Baroness Valerie Amos: Wakenaam to Westminster

Born on a tiny island in Guyana’s Essequibo River, Baroness Valerie Amos has journeyed to the world’s corridors of power. As Joshua Surtees discovers, her Caribbean heritage has journeyed with her

  • Baroness Valerie Amos. Photo courtesy The School of Oriental and African Studies
  • Baroness Amos in Haiti, during her time as United Nations under-secretary-general for humanitarian affairs. Photo by Corbis Images
  • Wakenaam Island remains a rural community, with an economy based on agriculture. Photo by Aadil Hussain

The way Baroness Valerie Amos speaks — in an accent more Kentish than anything else — you get the sense that the extraordinary achievements and historic landmarks of her career aren’t all that astonishing to her. She commands a sense of authority combined with a sensibility and intellect that suggest she always knew these accomplishments would be reached.

Amos’s remarkable life has taken her from her birthplace on the small island of Wakenaam, in the mouth of Guyana’s Essequibo River, to a childhood in Kent, “the garden of England,” a career of increasingly influential roles in British public life, a life peerage in the House of Lords, the United Nations headquarters in New York, and now back to London, where she recently took on the position of director of the famed School of Oriental and African Studies (SOAS).
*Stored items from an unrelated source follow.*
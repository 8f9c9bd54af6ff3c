//! Lazy-default settings store.
//!
//! A flat mapping from string key to a typed value (number, boolean, or
//! list of numbers), loaded once at startup and rewritten to stable
//! storage on every mutation. Reading an absent key with a supplied
//! default writes that default back immediately — after the first read
//! the key exists, so every consumer of a key sees the same value and
//! the web façade can enumerate live configuration.
//!
//! Persistence goes through the [`SettingsBackend`] port
//! (memory/file/NVS, see `adapters::storage`); the store itself only
//! deals in one JSON blob. Readers always see the in-memory map, which
//! is updated atomically relative to cooperative tasks — there is no
//! suspension point inside any accessor.

use core::cell::RefCell;
use std::collections::BTreeMap;

use log::{info, warn};
use serde::{Deserialize, Serialize};

use crate::app::ports::SettingsBackend;
use crate::error::SettingsError;

/// Capacity of a stored number list (e.g. watering hours).
pub const MAX_LIST_LEN: usize = 8;

/// Fixed-capacity list of numbers, as stored in settings.
pub type NumberList = heapless::Vec<f64, MAX_LIST_LEN>;

/// One stored setting. Untagged so the JSON blob stays the plain
/// `{"key": value}` shape the original controller persisted.
#[derive(Debug, Clone, PartialEq, Serialize, Deserialize)]
#[serde(untagged)]
pub enum SettingValue {
    Bool(bool),
    Number(f64),
    Numbers(NumberList),
}

impl From<bool> for SettingValue {
    fn from(v: bool) -> Self {
        Self::Bool(v)
    }
}

impl From<f64> for SettingValue {
    fn from(v: f64) -> Self {
        Self::Number(v)
    }
}

impl From<NumberList> for SettingValue {
    fn from(v: NumberList) -> Self {
        Self::Numbers(v)
    }
}

type Map = BTreeMap<String, SettingValue>;

/// The settings store. Shared between components as `Rc<Settings>`;
/// interior mutability keeps the accessors `&self` so a read can
/// perform its first-read write-back.
pub struct Settings {
    map: RefCell<Map>,
    backend: RefCell<Box<dyn SettingsBackend>>,
}

impl Settings {
    /// Load the store from `backend`. A missing, unreadable or corrupt
    /// blob is treated as "no settings yet": the store starts empty and
    /// a `created` marker is written so the blob exists from then on.
    pub fn load(backend: Box<dyn SettingsBackend>) -> Self {
        let store = Self {
            map: RefCell::new(Map::new()),
            backend: RefCell::new(backend),
        };

        let loaded = store.backend.borrow_mut().load();
        match loaded {
            Ok(Some(json)) => match serde_json::from_str::<Map>(&json) {
                Ok(map) => {
                    info!("settings: loaded {} key(s)", map.len());
                    *store.map.borrow_mut() = map;
                }
                Err(_) => {
                    warn!("settings: stored blob is corrupt, starting fresh");
                    store.mark_created();
                }
            },
            Ok(None) => {
                info!("settings: no stored blob, starting fresh");
                store.mark_created();
            }
            Err(e) => {
                warn!("settings: load failed ({e}), starting fresh");
                store.mark_created();
            }
        }
        store
    }

    fn mark_created(&self) {
        if let Err(e) = self.set("created", true) {
            warn!("settings: could not persist fresh store: {e}");
        }
    }

    // ── Typed accessors ───────────────────────────────────────

    /// Numeric setting; writes `default` back on first read.
    pub fn get_f64(&self, key: &str, default: f64) -> Result<f64, SettingsError> {
        match self.get_or_insert(key, SettingValue::Number(default))? {
            SettingValue::Number(n) => Ok(n),
            _ => Err(SettingsError::WrongType),
        }
    }

    /// Boolean setting; writes `default` back on first read.
    pub fn get_bool(&self, key: &str, default: bool) -> Result<bool, SettingsError> {
        match self.get_or_insert(key, SettingValue::Bool(default))? {
            SettingValue::Bool(b) => Ok(b),
            _ => Err(SettingsError::WrongType),
        }
    }

    /// Number-list setting; writes `default` back on first read.
    /// Defaults longer than [`MAX_LIST_LEN`] are rejected.
    pub fn get_numbers(&self, key: &str, default: &[f64]) -> Result<NumberList, SettingsError> {
        let default = NumberList::from_slice(default).map_err(|()| SettingsError::Corrupt)?;
        match self.get_or_insert(key, SettingValue::Numbers(default))? {
            SettingValue::Numbers(v) => Ok(v),
            _ => Err(SettingsError::WrongType),
        }
    }

    /// Store `value` under `key` and rewrite the blob synchronously.
    pub fn set(&self, key: &str, value: impl Into<SettingValue>) -> Result<(), SettingsError> {
        self.map.borrow_mut().insert(String::from(key), value.into());
        self.persist()
    }

    /// Read-only raw lookup (status reporting); no write-back.
    pub fn value(&self, key: &str) -> Option<SettingValue> {
        self.map.borrow().get(key).cloned()
    }

    pub fn contains(&self, key: &str) -> bool {
        self.map.borrow().contains_key(key)
    }

    // ── Internals ─────────────────────────────────────────────

    fn get_or_insert(&self, key: &str, default: SettingValue) -> Result<SettingValue, SettingsError> {
        if let Some(v) = self.map.borrow().get(key) {
            return Ok(v.clone());
        }
        // First read of the key is also its first write.
        self.map
            .borrow_mut()
            .insert(String::from(key), default.clone());
        self.persist()?;
        Ok(default)
    }

    fn persist(&self) -> Result<(), SettingsError> {
        let json =
            serde_json::to_string(&*self.map.borrow()).map_err(|_| SettingsError::Corrupt)?;
        self.backend.borrow_mut().save(&json)
    }
}
//! Domain layer: port traits and the automatic watering policy.

pub mod ports;
pub mod waterer;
Something about the latest milestone did surprise her, though. When she accepted the job at SOAS, she learned there had been no black head of a university in the UK before her. She suggested that Britain has a way to go to emulate the United States in terms of equality in high-powered positions, particularly in education.

“On our first day at school,” says Amos, talking about her arrival in Britain in 1963 with her mother and two siblings, “the classes were graded, and for some reason we were just automatically put into the bottom class, we didn’t know why. When we came home, my mother asked us about our day, and we said we hadn’t learned anything, because of course Guyana had a strong education system and we came with a huge amount of knowledge.” The following day, her mother went to the school to correct the assumptions the teachers had made about her daughters. Amos and her sister were moved straight into the top class.

The legacy of low expectations for Caribbean children in British schools is an ongoing problem. Black Caribbean pupils are often at the bottom of league tables, and there is a notable lack of black students at universities. Some blame curriculums and a lack of black teachers, and others say cultural attitudes towards education need to change. In further education, the staffing statistics are shocking: just eighty-five of Britain’s 18,500 professors are black.

In the United States, Amos told the British press last July, because of segregation, black scholars founded their own universities a long time ago, and so the heritage of African Americans in higher education is a long one. In Britain, that kind of solid foundation and a culture of academic ambition are yet to be put in place. Amos hopes to be a role model in that regard.

Both of Amos’s parents were teachers. Her father came to Britain in 1961 to study for a degree, as British Guiana did not have a university at that time. But when he went to enroll, he realised he hadn’t been registered on the right course, so he found a teaching job instead to support himself financially. His wife and children followed him across the Atlantic two years later.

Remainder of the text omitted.